## ASSIGNED TASK:
Report how many lines of the listing contain the string "struct", with no other words.

Top of SUPPLIED MATERIAL

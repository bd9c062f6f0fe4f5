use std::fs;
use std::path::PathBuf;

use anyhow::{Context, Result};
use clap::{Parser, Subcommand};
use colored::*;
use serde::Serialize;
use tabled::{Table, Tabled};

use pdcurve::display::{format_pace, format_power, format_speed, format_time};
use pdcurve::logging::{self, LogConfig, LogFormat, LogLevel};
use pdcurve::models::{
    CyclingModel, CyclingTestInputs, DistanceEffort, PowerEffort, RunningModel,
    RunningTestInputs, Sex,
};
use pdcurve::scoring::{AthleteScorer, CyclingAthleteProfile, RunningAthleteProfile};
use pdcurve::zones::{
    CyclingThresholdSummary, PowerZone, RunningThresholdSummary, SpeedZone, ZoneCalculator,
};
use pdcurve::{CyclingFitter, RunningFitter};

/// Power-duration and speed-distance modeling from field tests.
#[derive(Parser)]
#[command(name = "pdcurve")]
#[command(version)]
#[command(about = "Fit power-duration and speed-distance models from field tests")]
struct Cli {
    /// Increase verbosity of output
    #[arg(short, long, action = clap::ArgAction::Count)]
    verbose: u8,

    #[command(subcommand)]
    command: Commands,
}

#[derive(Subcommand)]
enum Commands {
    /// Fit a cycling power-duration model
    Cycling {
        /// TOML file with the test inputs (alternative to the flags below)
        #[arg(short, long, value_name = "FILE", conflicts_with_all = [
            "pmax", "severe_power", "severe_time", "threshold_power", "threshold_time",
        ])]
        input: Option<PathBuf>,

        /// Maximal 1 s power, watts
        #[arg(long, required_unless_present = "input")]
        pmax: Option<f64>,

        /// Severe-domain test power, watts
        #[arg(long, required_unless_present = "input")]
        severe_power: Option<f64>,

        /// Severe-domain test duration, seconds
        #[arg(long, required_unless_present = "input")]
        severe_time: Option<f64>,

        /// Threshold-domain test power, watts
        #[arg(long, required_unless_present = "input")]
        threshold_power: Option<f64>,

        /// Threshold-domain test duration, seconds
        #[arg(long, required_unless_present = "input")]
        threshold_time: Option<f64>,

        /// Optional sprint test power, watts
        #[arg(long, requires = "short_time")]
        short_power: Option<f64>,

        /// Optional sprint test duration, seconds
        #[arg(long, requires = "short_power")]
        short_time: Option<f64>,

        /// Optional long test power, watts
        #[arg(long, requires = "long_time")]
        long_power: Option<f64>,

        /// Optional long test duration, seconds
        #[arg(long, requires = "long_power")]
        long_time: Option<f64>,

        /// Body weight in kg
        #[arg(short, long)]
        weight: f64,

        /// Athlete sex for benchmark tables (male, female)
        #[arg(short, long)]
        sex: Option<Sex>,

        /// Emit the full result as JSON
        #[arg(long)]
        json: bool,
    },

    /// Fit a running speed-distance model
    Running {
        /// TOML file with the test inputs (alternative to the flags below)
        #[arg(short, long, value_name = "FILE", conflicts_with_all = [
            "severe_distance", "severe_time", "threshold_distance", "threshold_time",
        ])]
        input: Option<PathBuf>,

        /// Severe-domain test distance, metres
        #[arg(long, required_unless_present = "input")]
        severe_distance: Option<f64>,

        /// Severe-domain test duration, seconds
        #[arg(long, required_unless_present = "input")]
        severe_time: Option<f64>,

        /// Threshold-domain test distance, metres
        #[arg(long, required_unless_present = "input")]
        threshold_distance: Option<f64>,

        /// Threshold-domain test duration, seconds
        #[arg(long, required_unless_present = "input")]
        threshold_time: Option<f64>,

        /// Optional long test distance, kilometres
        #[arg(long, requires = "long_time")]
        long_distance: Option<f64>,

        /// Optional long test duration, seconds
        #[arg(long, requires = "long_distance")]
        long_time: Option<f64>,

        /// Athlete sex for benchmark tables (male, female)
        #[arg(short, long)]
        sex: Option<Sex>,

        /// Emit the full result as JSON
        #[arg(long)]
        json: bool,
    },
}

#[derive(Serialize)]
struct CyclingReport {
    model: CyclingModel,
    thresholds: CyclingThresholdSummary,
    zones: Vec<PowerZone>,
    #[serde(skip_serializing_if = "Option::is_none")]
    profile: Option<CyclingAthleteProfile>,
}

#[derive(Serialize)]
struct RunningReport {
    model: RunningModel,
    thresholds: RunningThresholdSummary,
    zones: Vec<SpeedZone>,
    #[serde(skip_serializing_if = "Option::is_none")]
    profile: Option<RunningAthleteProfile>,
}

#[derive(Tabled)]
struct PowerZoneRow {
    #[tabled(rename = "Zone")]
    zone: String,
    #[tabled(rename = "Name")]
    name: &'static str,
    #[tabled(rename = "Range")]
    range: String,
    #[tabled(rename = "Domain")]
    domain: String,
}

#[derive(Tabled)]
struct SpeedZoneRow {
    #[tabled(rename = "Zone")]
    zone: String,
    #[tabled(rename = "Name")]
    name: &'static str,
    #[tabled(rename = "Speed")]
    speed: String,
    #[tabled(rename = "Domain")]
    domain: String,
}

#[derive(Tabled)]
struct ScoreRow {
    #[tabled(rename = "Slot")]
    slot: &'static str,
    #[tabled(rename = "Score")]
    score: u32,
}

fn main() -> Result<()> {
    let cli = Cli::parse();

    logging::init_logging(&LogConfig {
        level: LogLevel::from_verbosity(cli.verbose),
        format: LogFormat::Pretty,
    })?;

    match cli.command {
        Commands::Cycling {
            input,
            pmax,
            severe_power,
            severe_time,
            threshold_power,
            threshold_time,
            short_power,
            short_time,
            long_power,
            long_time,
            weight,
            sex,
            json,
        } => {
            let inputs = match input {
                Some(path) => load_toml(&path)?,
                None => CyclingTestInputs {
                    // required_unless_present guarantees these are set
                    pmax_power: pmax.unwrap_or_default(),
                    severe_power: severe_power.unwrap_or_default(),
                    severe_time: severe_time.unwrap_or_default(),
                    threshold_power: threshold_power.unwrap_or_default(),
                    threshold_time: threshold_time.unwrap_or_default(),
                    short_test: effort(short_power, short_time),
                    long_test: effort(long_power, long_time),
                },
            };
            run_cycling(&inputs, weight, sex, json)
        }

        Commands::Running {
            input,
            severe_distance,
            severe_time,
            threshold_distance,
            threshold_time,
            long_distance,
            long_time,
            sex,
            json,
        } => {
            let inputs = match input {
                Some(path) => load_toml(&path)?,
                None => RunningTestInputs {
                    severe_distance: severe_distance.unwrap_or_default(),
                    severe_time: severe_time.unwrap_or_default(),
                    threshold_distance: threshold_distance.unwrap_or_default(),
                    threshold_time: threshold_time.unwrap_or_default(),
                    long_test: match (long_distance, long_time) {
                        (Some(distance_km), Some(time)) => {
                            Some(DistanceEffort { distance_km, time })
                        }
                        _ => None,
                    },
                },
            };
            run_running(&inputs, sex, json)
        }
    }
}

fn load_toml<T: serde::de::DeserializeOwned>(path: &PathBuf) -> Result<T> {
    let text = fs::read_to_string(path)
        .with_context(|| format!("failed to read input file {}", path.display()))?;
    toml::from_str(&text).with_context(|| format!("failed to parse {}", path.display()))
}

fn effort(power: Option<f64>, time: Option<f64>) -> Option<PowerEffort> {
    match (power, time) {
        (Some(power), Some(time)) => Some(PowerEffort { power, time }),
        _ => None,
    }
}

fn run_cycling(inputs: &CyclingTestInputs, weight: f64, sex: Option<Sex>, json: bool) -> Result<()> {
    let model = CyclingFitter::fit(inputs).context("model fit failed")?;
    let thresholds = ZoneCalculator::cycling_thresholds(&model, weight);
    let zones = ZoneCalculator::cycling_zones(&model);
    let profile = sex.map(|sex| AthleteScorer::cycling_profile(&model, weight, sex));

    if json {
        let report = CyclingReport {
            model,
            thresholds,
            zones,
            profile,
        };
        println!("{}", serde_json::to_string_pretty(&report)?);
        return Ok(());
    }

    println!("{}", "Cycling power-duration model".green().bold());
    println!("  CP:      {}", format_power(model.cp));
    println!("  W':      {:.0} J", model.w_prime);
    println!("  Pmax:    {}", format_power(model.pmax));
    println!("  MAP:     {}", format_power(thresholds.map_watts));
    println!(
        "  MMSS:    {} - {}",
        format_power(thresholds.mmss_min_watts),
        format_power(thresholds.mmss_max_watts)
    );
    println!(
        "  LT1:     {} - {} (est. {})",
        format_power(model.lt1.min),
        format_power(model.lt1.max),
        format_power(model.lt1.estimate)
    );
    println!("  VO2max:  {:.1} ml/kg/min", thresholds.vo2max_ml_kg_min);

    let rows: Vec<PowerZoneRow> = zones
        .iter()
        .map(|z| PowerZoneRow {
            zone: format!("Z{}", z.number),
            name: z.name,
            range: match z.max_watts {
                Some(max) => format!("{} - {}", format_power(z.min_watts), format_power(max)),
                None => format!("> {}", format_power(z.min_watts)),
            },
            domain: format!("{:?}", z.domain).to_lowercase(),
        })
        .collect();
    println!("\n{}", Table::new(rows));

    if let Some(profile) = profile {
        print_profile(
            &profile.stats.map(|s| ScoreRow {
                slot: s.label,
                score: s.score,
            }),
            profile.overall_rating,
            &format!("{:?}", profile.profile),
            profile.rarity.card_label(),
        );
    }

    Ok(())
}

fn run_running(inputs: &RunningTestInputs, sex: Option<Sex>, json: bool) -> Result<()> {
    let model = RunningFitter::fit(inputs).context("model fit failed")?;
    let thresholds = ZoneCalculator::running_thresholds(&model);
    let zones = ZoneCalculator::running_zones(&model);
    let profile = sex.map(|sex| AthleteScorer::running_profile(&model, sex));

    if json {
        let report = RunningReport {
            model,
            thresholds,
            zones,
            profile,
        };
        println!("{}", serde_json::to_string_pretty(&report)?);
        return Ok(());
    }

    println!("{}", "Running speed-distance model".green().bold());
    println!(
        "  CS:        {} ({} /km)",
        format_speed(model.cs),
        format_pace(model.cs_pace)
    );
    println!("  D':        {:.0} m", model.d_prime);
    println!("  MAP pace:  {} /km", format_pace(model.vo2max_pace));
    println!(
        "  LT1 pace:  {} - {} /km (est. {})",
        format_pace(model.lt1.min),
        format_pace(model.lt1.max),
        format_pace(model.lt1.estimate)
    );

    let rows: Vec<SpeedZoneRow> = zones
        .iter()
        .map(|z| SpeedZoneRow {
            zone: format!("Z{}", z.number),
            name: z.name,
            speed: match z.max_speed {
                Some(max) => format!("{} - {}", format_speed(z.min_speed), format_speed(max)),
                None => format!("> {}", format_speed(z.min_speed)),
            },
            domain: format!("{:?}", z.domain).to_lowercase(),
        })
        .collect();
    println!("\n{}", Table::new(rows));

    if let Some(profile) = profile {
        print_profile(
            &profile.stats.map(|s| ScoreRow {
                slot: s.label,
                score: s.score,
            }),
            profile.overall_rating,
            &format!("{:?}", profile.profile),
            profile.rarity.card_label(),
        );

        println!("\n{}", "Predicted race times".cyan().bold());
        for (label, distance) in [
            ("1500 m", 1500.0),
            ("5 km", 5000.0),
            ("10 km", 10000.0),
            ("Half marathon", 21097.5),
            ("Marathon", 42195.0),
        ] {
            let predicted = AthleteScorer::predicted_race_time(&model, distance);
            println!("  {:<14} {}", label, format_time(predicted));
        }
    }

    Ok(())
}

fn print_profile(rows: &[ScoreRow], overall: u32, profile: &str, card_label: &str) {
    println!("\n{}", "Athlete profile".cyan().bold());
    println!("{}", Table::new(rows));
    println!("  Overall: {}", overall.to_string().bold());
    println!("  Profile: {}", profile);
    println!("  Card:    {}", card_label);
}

Bottom of SUPPLIED MATERIAL

## EXERCISE SOLUTION:
6